Garmisch-Partenkirchen – Severin Freund bleibt bei der Vierschanzentournee nur noch die Rolle des TV-Zuschauers.
Nach einer weiteren schwachen Leistung beim Neujahrsspringen in Garmisch-Partenkirchen gehört der 30 Jahre alte Niederbayer nicht mehr zum siebenköpfigen deutschen Aufgebot für die beiden restlichen Springen in Innsbruck und Bischofshofen. «Es war eine schlechte Leistung. Ich bin momentan nicht in der Form», sagte Freund nach Rang 41. Er wirkte nicht frustriert oder genervt, sondern einfach nur enttäuscht vom derzeit nicht erkennbaren Fortschritt.
Minutenlang unterhielt sich Freund nach der zweiten Station der Tournee im Auslauf an einer Bande mit Bundestrainer Werner Schuster, mit dem er jahrelang große Erfolge gefeiert hatte. «Wir haben viel probiert. Er probiert alles, da müssen wir ein Ersatzprogramm auflegen», sagte Schuster. Es habe sich bereits abgezeichnet, dass sein Vorzeigeathlet nach zwei Kreuzbandrissen nicht so schnell zu alter Form zurückfinden würde. Doch nun ist nicht nur die Tournee gelaufen, sondern auch die WM in Seefeld als sein großes Ziel in Gefahr.
«Aufgesteckt wird nicht. Es kann schnell gehen im Skispringen, aber momentan funktioniert der Sprung einfach nicht», sagte Freund, der sich die beiden restlichen Tournee-Springen am TV ansehen und dabei den aussichtsreich in Position liegenden Teamkollegen Markus Eisenbichler anfeuern wird. «Eisei macht das grandios, da werde ich die Daumen drücken», sagte Freund.
Er selbst werde «erstmal Frust rauslassen und dann die nächsten Aufgaben angehen». Und die WM in Tirol? «Wenn Seefeld nicht klappt, wird die Welt nicht untergehen», konstatierte Freund, der von der Weltspitze derzeit so weit weg ist wie lange Jahre in seiner äußerst erfolgreichen Laufbahn nicht mehr. Der Bundestrainer hatte das schon vorher geahnt. «Allen, die vielleicht auf eine Auferstehung von Severin Freund gehofft haben, denen habe ich den Zahn gezogen», hatte Schuster vor Garmisch betont.
Das typische Bild des einst besten deutschen Adlers sieht bei der Tournee deshalb so aus: Freund springt vom Schanzentisch ab, segelt durch die Luft, landet mit einer viel zu geringen Weite und zieht dann im Auslauf resignierend die Arme leicht nach oben. In Oberstdorf war das so, in Garmisch war es wieder so, eine Steigerung war nicht erkennbar. Für den 30-Jährigen ist der erhoffte Weg zurück in die Riege der besten DSV-Springer nach zwei Kreuzbandrissen und langer Pause ein harter Kampf mit ungewissem Ausgang.

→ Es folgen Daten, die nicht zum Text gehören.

use bigdecimal::BigDecimal;
use chrono::NaiveDate;
use serde::Serialize;
use sqlx::PgPool;

use super::settings;
use crate::{
    accounting::{
        fiscal::covering_year,
        journal::codes,
        money::to_cents,
        vat::{build_return, quarter_bounds, BranchSales, Company, VatInputs, VatReturn},
    },
    models,
};

async fn cost_sums(p: &PgPool, table: &str, start: NaiveDate, end: NaiveDate) -> anyhow::Result<(BigDecimal, BigDecimal)> {
    Ok(sqlx::query_as(&format!(
        r#"
        SELECT COALESCE(SUM(total_before_tax), 0), COALESCE(SUM(tax_amount), 0)
        FROM {table}
        WHERE date BETWEEN $1 AND $2
        "#
    ))
    .bind(start)
    .bind(end)
    .fetch_one(p)
    .await?)
}

pub async fn vat_return(p: &PgPool, year: i32, quarter: u32) -> anyhow::Result<VatReturn> {
    let (start, end) = quarter_bounds(year, quarter)?;
    let mut conn = p.acquire().await?;
    let s = settings::get(&mut conn).await?;

    let branches = sqlx::query_as::<_, (String, String, BigDecimal, BigDecimal, BigDecimal)>(
        r#"
        SELECT b.code, b.name,
               COALESCE(SUM(i.total_before_tax), 0),
               COALESCE(SUM(i.discount_amount), 0),
               COALESCE(SUM(i.tax_amount), 0)
        FROM branches b
        LEFT JOIN sales_invoices i ON i.branch_code = b.code AND i.date BETWEEN $1 AND $2
        GROUP BY b.code, b.name
        ORDER BY b.code
        "#,
    )
    .bind(start)
    .bind(end)
    .fetch_all(&mut *conn)
    .await?
    .into_iter()
    .map(|(branch, name, sales, discounts, vat)| BranchSales {
        branch,
        name,
        sales_before_tax: to_cents(&sales),
        discounts: to_cents(&discounts),
        output_vat: to_cents(&vat),
    })
    .collect();

    let (purchases_before_tax, purchases_vat) = cost_sums(p, "purchase_invoices", start, end).await?;
    let (expenses_before_tax, expenses_vat) = cost_sums(p, "expense_invoices", start, end).await?;

    let ret = build_return(
        year,
        quarter,
        Company {
            name: s.company_name,
            tax_number: s.tax_number,
            currency: s.currency,
        },
        VatInputs {
            branches,
            purchases_before_tax,
            purchases_vat,
            expenses_before_tax,
            expenses_vat,
        },
    )?;
    log::info!("vat return {} Q{}: net {}", year, quarter, ret.net_vat);
    Ok(ret)
}

#[derive(Debug, Serialize)]
pub struct BranchDay {
    pub branch: String,
    pub name: String,
    pub invoices: i64,
    pub total: BigDecimal,
}

#[derive(Debug, Serialize)]
pub struct Dashboard {
    pub date: NaiveDate,
    pub sales_today: Vec<BranchDay>,
    pub open_receivables: BigDecimal,
    pub open_payables: BigDecimal,
    pub cash_balance: BigDecimal,
    pub fiscal_year: Option<models::FiscalYear>,
}

async fn open_amount(p: &PgPool, kind: &str, table: &str) -> anyhow::Result<BigDecimal> {
    let v: BigDecimal = sqlx::query_scalar(&format!(
        r#"
        SELECT COALESCE(SUM(i.total_after_tax_discount - COALESCE(
                   (SELECT SUM(p.amount) FROM payments p
                    WHERE p.invoice_type = $1 AND p.invoice_id = i.id), 0)), 0)
        FROM {table} i
        WHERE i.status <> 'paid'
        "#
    ))
    .bind(kind)
    .fetch_one(p)
    .await?;
    Ok(to_cents(&v))
}

pub async fn dashboard(p: &PgPool, date: NaiveDate) -> anyhow::Result<Dashboard> {
    let sales_today = sqlx::query_as::<_, (String, String, i64, BigDecimal)>(
        r#"
        SELECT b.code, b.name, COUNT(i.id), COALESCE(SUM(i.total_after_tax_discount), 0)
        FROM branches b
        LEFT JOIN sales_invoices i ON i.branch_code = b.code AND i.date = $1
        GROUP BY b.code, b.name
        ORDER BY b.code
        "#,
    )
    .bind(date)
    .fetch_all(p)
    .await?
    .into_iter()
    .map(|(branch, name, invoices, total)| BranchDay {
        branch,
        name,
        invoices,
        total: to_cents(&total),
    })
    .collect();

    let open_receivables = open_amount(p, "sales", "sales_invoices").await?;
    let open_payables = &open_amount(p, "purchase", "purchase_invoices").await?
        + &open_amount(p, "expense", "expense_invoices").await?;

    let mut conn = p.acquire().await?;
    let mut cash_balance = BigDecimal::from(0);
    for code in [codes::CASH, codes::BANK] {
        let (debit, credit) = super::journal::account_movement(&mut conn, code, date).await?;
        cash_balance = &cash_balance + &debit - &credit;
    }

    let years = super::fiscal::list(p).await?;
    let states = years.iter().map(|y| y.state()).collect::<anyhow::Result<Vec<_>>>()?;
    let fiscal_year = covering_year(&states, date).and_then(|s| years.iter().find(|y| y.id == s.id).cloned());

    Ok(Dashboard {
        date,
        sales_today,
        open_receivables,
        open_payables,
        cash_balance: to_cents(&cash_balance),
        fiscal_year,
    })
}
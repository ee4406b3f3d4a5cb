//! Sales, purchase and expense invoices share one set of handlers; the
//! router of each kind carries its `DocumentKind` as an extension.

pub mod api;

use axum::{
    extract::{Path, Query, State},
    response::Response,
    routing::get,
    Extension, Router,
};
use serde::Serialize;
use uuid::Uuid;

use super::{
    auth::CurrentUser,
    components::table::{self, TableComponent},
    message::AppMessage,
    AppState,
};
use crate::{
    accounting::{parties::PartyKind, reconciliation::DocumentKind},
    models,
    store::{invoices, parties, settings},
};

pub fn new_router(kind: DocumentKind) -> Router<AppState> {
    Router::new()
        .route("/", get(list))
        .route("/:id", get(detail))
        .layer(Extension(kind))
}

/// URL segment and page title of each invoice kind.
pub fn area(kind: DocumentKind) -> (&'static str, &'static str) {
    match kind {
        DocumentKind::Sales => ("sales", "Sales invoices"),
        DocumentKind::Purchase => ("purchases", "Purchase invoices"),
        DocumentKind::Expense => ("expenses", "Expense invoices"),
        DocumentKind::Salary => ("payroll", "Salaries"),
    }
}

#[derive(Serialize, Default)]
pub struct Row {
    number: String,
    date: String,
    branch: String,
    party: String,
    total: String,
    status: String,
    journal: String,
    link: String,
}

impl Row {
    fn new(area: &str, i: models::Invoice) -> Self {
        Self {
            link: format!("/{area}/{}", i.id),
            number: i.invoice_number,
            date: i.date.to_string(),
            branch: i.branch_code,
            party: i.party_name,
            total: i.total_after_tax_discount.to_string(),
            status: i.status,
            journal: i.journal_number.or(i.external_journal_id).unwrap_or_default(),
        }
    }
}

/// Table API path carrying the non-empty filter fields.
fn table_path(area: &str, f: &invoices::Filter) -> anyhow::Result<String> {
    let params: Vec<(&str, &str)> = [("branch", &f.branch), ("status", &f.status)]
        .into_iter()
        .filter_map(|(k, v)| v.as_deref().filter(|v| !v.is_empty()).map(|v| (k, v)))
        .collect();
    if params.is_empty() {
        return Ok(format!("/api/{area}"));
    }
    Ok(format!("/api/{area}?{}", serde_urlencoded::to_string(&params)?))
}

/// Renders one page of the invoice table for the filter.
pub async fn table(s: &AppState, kind: DocumentKind, f: &invoices::Filter, q: &table::Query) -> anyhow::Result<String> {
    let (area, _) = area(kind);
    let q = q.normalize();
    let count = invoices::count(&s.p, kind, f).await?;
    let rows = invoices::list(&s.p, kind, f, q.offset(), q.limit())
        .await?
        .into_iter()
        .map(|i| Row::new(area, i))
        .collect();

    let path = table_path(area, f)?;

    #[derive(Serialize)]
    struct Ctx {
        data: TableComponent<Row>,
    }
    let data = TableComponent::new(rows, count, path, q)?;
    s.t.render_string("component.table.hbs", &Ctx { data })
}

async fn list(
    State(s): State<AppState>,
    Extension(kind): Extension<DocumentKind>,
    CurrentUser(user): CurrentUser,
    Query(f): Query<invoices::Filter>,
) -> Result<Response, AppMessage> {
    let (area, title) = area(kind);
    let table = table(&s, kind, &f, &table::Query::default())
        .await
        .map_err(s.fail(&user))?;
    let branches = settings::branches(&s.p).await.map_err(s.fail(&user))?;
    let parties = match PartyKind::for_document(kind) {
        Ok(party) => parties::options(&s.p, party).await.map_err(s.fail(&user))?,
        Err(_) => Vec::new(),
    };

    #[derive(Serialize)]
    struct Ctx<'a> {
        kind: DocumentKind,
        area: &'a str,
        title: &'a str,
        table: String,
        branches: Vec<models::Branch>,
        parties: Vec<parties::PartyOption>,
        filter: invoices::Filter,
        is_expense: bool,
    }

    s.page(
        "invoices.get.hbs",
        title,
        &user,
        &Ctx {
            kind,
            area,
            title,
            table,
            branches,
            parties,
            filter: f,
            is_expense: kind == DocumentKind::Expense,
        },
    )
}

async fn detail(
    State(s): State<AppState>,
    Extension(kind): Extension<DocumentKind>,
    CurrentUser(user): CurrentUser,
    Path(id): Path<Uuid>,
) -> Result<Response, AppMessage> {
    let (area, title) = area(kind);
    let detail = invoices::get(&s.p, kind, id).await.map_err(s.fail(&user))?;

    #[derive(Serialize)]
    struct Ctx<'a> {
        area: &'a str,
        kind: DocumentKind,
        #[serde(flatten)]
        detail: invoices::Detail,
    }

    s.page(
        "invoice.get.hbs",
        title,
        &user,
        &Ctx {
            area,
            kind,
            detail,
        },
    )
}

#[cfg(test)]
mod tests {
    use super::*;

    #[test]
    fn table_path_encodes_filters() {
        let f = invoices::Filter {
            branch: Some("place india&x=1".to_string()),
            status: Some("paid".to_string()),
        };
        assert_eq!(table_path("sales", &f).unwrap(), "/api/sales?branch=place+india%26x%3D1&status=paid");

        let f = invoices::Filter {
            branch: Some(String::new()),
            status: None,
        };
        assert_eq!(table_path("purchases", &f).unwrap(), "/api/purchases");
    }
}
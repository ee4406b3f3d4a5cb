pub mod limiter;

use std::net::SocketAddr;

use axum::{
    extract::{ConnectInfo, FromRequestParts, OriginalUri, State},
    http::{header, request::Parts, HeaderMap, HeaderValue, StatusCode},
    response::{IntoResponse, Redirect, Response},
    routing::{get, post},
    Form, Json, Router,
};
use chrono::Utc;
use serde::{Deserialize, Serialize};
use uuid::Uuid;

use super::{message::AppMessage, AppState};
use crate::{models, store::users};

pub const SESSION_COOKIE: &str = "restopos_session";

pub fn new_router() -> Router<AppState> {
    Router::new()
        .route("/login", get(login_page).post(login))
        .route("/logout", post(logout))
}

fn session_token(headers: &HeaderMap) -> Option<Uuid> {
    headers
        .get_all(header::COOKIE)
        .iter()
        .filter_map(|v| v.to_str().ok())
        .flat_map(|v| v.split(';'))
        .filter_map(|pair| pair.trim().split_once('='))
        .find(|(name, _)| *name == SESSION_COOKIE)
        .and_then(|(_, value)| Uuid::parse_str(value.trim()).ok())
}

fn session_cookie(value: &str, max_age: i64) -> Result<HeaderValue, header::InvalidHeaderValue> {
    HeaderValue::from_str(&format!(
        "{SESSION_COOKIE}={value}; Path=/; HttpOnly; SameSite=Lax; Max-Age={max_age}"
    ))
}

fn is_api(parts: &Parts) -> bool {
    let path = parts
        .extensions
        .get::<OriginalUri>()
        .map(|u| u.0.path().to_string())
        .unwrap_or_else(|| parts.uri.path().to_string());
    path.starts_with("/api/")
}

fn json_error(status: StatusCode, message: &str) -> Response {
    (status, Json(serde_json::json!({ "status": "error", "message": message }))).into_response()
}

/// The user behind the session cookie. Pages without one redirect to the
/// login form; API calls get 401.
pub struct CurrentUser(pub models::User);

#[axum::async_trait]
impl FromRequestParts<AppState> for CurrentUser {
    type Rejection = Response;

    async fn from_request_parts(parts: &mut Parts, s: &AppState) -> Result<Self, Self::Rejection> {
        let user = match session_token(&parts.headers) {
            Some(token) => users::session_user(&s.p, token).await.map_err(|err| {
                log::error!("session lookup failed: {:#}", err);
                StatusCode::INTERNAL_SERVER_ERROR.into_response()
            })?,
            None => None,
        };
        match user {
            Some(u) => Ok(CurrentUser(u)),
            None if is_api(parts) => Err(json_error(StatusCode::UNAUTHORIZED, "login required")),
            None => Err(Redirect::to("/login").into_response()),
        }
    }
}

pub struct AdminUser(pub models::User);

#[axum::async_trait]
impl FromRequestParts<AppState> for AdminUser {
    type Rejection = Response;

    async fn from_request_parts(parts: &mut Parts, s: &AppState) -> Result<Self, Self::Rejection> {
        let CurrentUser(user) = CurrentUser::from_request_parts(parts, s).await?;
        if user.is_admin() {
            return Ok(AdminUser(user));
        }
        log::warn!("user '{}' denied access to {}", user.username, parts.uri.path());
        if is_api(parts) {
            Err(json_error(StatusCode::FORBIDDEN, "administrator role required"))
        } else {
            Err((StatusCode::FORBIDDEN, "administrator role required").into_response())
        }
    }
}

#[derive(Serialize, Default)]
struct LoginCtx {
    username: String,
    error: Option<String>,
}

fn render_login(s: &AppState, status: StatusCode, ctx: &LoginCtx) -> Result<Response, AppMessage> {
    let page = s
        .t
        .page("login.get.hbs", "Login", None, ctx)
        .map_err(|err| AppMessage::new_error(err, s))?;
    Ok((status, page).into_response())
}

async fn login_page(State(s): State<AppState>) -> Result<Response, AppMessage> {
    render_login(&s, StatusCode::OK, &LoginCtx::default())
}

#[derive(Deserialize)]
struct LoginForm {
    username: String,
    password: String,
}

async fn login(
    State(s): State<AppState>,
    ConnectInfo(addr): ConnectInfo<SocketAddr>,
    Form(f): Form<LoginForm>,
) -> Result<Response, AppMessage> {
    let ip = addr.ip();
    let now = Utc::now();

    if let Some(until) = s.limiter.locked_until(ip, now).await {
        log::warn!("login from {} refused, locked until {}", ip, until);
        let ctx = LoginCtx {
            username: f.username,
            error: Some(format!(
                "Too many failed attempts, try again after {}",
                until.format("%H:%M UTC")
            )),
        };
        return render_login(&s, StatusCode::TOO_MANY_REQUESTS, &ctx);
    }

    let user = users::authenticate(&s.p, &f.username, &f.password)
        .await
        .map_err(|err| AppMessage::new_error(err, &s))?;
    let Some(user) = user else {
        let failures = s.limiter.failure(ip, now).await;
        log::warn!("failed login for '{}' from {} ({} in a row)", f.username.trim(), ip, failures);
        let ctx = LoginCtx {
            username: f.username,
            error: Some("Invalid username or password".to_string()),
        };
        return render_login(&s, StatusCode::UNAUTHORIZED, &ctx);
    };

    s.limiter.success(ip).await;
    let hours = s.config.auth.session_hours;
    let token = users::create_session(&s.p, user.id, hours)
        .await
        .map_err(|err| AppMessage::new_error(err, &s))?;
    let cookie = session_cookie(&token.to_string(), hours * 3600)
        .map_err(|err| AppMessage::new_error(err.into(), &s))?;

    log::info!("user '{}' logged in from {}", user.username, ip);
    Ok(([(header::SET_COOKIE, cookie)], Redirect::to("/dashboard")).into_response())
}

async fn logout(State(s): State<AppState>, headers: HeaderMap) -> Result<Response, AppMessage> {
    if let Some(token) = session_token(&headers) {
        users::delete_session(&s.p, token)
            .await
            .map_err(|err| AppMessage::new_error(err, &s))?;
    }
    let cookie = session_cookie("", 0).map_err(|err| AppMessage::new_error(err.into(), &s))?;
    Ok(([(header::SET_COOKIE, cookie)], Redirect::to("/login")).into_response())
}

#[cfg(test)]
mod tests {
    use super::*;

    #[test]
    fn finds_session_cookie() {
        let token = Uuid::new_v4();
        let mut headers = HeaderMap::new();
        headers.insert(
            header::COOKIE,
            HeaderValue::from_str(&format!("theme=dark; {SESSION_COOKIE}={token}")).unwrap(),
        );
        assert_eq!(session_token(&headers), Some(token));

        let mut headers = HeaderMap::new();
        headers.insert(header::COOKIE, HeaderValue::from_static("restopos_session=garbage"));
        assert_eq!(session_token(&headers), None);
        assert_eq!(session_token(&HeaderMap::new()), None);
    }

    #[test]
    fn cookie_attributes() {
        let c = session_cookie("abc", 3600).unwrap();
        let c = c.to_str().unwrap();
        assert!(c.starts_with("restopos_session=abc;"));
        assert!(c.contains("HttpOnly") && c.contains("SameSite=Lax") && c.contains("Max-Age=3600"));
    }
}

Freund wirkt aufgeräumt, verzweifelt nicht und geht mit den Rückschlägen professionell um. Geduldig erklärt er den Journalisten seine Sprünge, patzig sieht man den Niederbayern rund um die Tournee-Schanzen nicht. Er sieht seine Situation so: «Ich hatte schon sehr, sehr viele gute Jahre in meiner Karriere. Und dann zu denken, ich komme wieder zurück und es geht gleich nahtlos weiter, ist halt ein bisschen schwierig.» Er weiß: Ein Comeback in die Spitze gelingt nur mit akribischer Arbeit – und viel Geduld.
Andere DSV-Adler nähren derzeit die Hoffnungen der deutschen Fans auf neue Erfolge. Allen voran Eisenbichler, der in Oberstdorf und Garmisch jeweils Zweiter wurde. Der 27-Jährige versucht, Freund so gut wie möglich zu unterstützen. «Ich kenne ihn schon ewig, und natürlich versucht man, ihn aufzubauen», sagt Eisenbichler. «Wir sind ja ein Team.» Ein Team, zu dem Freund nun vorerst nicht mehr gehört.